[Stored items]
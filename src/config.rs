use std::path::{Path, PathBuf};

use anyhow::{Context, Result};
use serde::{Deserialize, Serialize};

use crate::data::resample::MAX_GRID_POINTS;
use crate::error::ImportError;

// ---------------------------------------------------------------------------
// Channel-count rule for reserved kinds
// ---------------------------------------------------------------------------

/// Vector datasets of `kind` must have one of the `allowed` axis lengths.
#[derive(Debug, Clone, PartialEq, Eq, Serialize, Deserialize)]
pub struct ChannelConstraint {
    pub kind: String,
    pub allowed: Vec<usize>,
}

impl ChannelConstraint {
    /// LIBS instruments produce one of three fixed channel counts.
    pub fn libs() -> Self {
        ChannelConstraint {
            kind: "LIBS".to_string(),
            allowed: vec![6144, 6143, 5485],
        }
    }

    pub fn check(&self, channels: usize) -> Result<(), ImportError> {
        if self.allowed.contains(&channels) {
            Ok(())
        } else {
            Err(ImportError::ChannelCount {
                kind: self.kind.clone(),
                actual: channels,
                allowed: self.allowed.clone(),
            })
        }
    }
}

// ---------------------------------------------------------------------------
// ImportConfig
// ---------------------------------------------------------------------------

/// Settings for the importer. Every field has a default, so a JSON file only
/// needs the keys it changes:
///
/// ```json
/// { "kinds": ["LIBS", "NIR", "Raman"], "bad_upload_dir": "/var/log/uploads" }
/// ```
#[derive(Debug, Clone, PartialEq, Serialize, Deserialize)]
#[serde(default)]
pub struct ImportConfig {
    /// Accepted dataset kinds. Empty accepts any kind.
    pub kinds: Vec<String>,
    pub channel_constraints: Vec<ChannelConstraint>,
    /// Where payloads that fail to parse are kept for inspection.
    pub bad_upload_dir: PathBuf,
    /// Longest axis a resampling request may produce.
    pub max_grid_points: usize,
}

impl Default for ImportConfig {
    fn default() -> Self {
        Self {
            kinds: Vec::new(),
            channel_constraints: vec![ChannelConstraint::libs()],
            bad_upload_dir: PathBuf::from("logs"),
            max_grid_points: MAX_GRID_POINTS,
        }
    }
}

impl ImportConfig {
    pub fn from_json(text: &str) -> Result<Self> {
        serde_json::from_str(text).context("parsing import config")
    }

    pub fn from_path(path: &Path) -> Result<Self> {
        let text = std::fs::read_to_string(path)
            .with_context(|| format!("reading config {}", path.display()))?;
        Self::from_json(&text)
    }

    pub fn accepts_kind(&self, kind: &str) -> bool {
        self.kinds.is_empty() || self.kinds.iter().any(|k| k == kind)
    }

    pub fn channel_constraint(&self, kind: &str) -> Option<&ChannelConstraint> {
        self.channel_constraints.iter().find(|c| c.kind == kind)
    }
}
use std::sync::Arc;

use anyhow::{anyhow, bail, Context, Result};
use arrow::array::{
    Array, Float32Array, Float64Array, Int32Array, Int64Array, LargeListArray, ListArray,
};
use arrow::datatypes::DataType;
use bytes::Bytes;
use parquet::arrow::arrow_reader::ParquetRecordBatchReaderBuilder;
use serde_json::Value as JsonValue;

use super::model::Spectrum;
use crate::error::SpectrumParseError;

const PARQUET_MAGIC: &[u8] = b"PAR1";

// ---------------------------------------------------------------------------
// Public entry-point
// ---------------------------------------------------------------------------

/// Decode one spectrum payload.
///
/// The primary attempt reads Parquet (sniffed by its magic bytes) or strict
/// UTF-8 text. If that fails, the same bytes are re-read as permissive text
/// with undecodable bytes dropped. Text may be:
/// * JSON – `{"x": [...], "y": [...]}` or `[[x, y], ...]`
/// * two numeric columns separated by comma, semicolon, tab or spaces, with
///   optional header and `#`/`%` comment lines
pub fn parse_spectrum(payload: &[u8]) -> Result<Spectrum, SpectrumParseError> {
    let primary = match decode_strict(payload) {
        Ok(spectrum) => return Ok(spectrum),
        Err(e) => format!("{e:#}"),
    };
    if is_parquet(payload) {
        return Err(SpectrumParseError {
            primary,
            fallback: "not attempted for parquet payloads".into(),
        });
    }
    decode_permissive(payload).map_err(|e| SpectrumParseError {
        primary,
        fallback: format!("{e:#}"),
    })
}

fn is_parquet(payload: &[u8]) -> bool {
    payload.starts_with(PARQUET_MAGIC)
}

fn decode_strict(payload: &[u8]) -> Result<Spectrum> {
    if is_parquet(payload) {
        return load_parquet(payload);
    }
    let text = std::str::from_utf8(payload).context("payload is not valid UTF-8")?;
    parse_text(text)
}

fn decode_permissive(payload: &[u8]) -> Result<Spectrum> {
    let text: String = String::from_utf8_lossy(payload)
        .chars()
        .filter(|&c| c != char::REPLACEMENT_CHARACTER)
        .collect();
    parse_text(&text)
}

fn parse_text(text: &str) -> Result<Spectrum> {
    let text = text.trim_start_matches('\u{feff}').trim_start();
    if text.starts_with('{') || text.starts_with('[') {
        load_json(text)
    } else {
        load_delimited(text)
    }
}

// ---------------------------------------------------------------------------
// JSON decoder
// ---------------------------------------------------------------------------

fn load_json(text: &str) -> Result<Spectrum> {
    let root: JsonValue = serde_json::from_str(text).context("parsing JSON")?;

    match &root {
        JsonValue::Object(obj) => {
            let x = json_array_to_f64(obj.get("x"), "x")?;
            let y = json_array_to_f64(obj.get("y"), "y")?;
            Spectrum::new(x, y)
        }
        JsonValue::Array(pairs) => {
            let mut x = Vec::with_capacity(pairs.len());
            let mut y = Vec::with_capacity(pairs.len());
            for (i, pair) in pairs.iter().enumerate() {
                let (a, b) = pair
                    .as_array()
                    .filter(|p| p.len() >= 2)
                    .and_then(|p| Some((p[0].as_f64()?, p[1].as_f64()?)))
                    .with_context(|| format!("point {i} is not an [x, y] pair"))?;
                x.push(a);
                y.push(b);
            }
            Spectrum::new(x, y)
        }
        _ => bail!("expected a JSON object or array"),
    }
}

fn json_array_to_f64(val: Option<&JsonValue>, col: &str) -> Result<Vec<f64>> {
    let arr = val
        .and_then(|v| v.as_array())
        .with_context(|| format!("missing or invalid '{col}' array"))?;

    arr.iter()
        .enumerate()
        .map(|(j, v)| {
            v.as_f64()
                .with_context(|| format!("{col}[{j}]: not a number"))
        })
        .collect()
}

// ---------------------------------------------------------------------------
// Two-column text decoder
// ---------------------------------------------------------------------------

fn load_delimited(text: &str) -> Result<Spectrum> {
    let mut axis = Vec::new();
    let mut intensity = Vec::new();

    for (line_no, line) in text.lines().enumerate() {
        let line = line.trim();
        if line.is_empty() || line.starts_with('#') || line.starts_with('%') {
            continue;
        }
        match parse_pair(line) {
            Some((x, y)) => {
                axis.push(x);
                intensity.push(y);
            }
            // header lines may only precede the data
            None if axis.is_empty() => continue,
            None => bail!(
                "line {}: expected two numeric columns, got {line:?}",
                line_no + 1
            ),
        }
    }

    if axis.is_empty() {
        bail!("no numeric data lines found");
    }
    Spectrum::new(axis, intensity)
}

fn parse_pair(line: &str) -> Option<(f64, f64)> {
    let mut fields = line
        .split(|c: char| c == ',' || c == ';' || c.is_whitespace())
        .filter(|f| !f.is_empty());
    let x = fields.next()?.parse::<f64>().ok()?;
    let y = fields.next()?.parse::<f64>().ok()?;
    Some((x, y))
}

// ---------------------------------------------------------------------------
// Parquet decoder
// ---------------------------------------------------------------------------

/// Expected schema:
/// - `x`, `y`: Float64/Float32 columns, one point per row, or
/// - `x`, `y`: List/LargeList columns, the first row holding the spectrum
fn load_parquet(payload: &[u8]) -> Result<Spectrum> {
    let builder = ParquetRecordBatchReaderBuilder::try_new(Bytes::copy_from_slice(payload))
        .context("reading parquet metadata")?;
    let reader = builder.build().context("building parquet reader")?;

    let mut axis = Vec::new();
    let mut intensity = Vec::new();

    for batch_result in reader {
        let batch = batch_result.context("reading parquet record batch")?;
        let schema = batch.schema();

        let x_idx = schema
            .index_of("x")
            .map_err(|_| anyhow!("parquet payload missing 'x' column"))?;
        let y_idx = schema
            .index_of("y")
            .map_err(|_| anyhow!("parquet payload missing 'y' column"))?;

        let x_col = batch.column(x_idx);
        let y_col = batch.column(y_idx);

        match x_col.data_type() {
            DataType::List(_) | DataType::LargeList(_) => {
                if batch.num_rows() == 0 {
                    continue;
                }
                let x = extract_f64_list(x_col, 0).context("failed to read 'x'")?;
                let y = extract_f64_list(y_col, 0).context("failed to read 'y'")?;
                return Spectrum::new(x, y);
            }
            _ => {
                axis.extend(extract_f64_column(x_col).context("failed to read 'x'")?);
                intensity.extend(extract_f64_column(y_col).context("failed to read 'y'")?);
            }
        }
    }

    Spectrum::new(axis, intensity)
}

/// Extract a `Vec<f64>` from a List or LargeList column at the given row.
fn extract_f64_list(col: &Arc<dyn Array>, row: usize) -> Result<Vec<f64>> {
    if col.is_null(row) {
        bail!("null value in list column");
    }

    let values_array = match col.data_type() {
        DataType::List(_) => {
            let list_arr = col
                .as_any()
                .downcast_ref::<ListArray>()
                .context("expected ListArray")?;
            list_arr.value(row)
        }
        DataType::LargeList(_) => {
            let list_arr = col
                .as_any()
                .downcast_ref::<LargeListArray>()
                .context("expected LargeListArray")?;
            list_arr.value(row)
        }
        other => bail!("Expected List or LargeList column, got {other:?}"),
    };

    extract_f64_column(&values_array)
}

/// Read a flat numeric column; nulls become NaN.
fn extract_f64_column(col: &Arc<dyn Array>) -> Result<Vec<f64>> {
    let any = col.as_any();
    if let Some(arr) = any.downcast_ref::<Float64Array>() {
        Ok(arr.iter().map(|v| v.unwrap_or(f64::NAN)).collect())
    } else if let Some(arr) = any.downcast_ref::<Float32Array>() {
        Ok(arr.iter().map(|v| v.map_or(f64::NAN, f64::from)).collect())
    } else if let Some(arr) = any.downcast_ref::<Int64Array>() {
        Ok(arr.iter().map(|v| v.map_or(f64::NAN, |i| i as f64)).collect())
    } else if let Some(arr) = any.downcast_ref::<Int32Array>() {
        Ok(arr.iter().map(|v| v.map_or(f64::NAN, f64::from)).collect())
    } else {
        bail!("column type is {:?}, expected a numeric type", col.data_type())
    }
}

▶ _Task directions_
Among the lines above, which ones include the word "channels"? Copy them.

▶ _Task output_
    pub fn check(&self, channels: usize) -> Result<(), ImportError> {
        if self.allowed.contains(&channels) {
                actual: channels,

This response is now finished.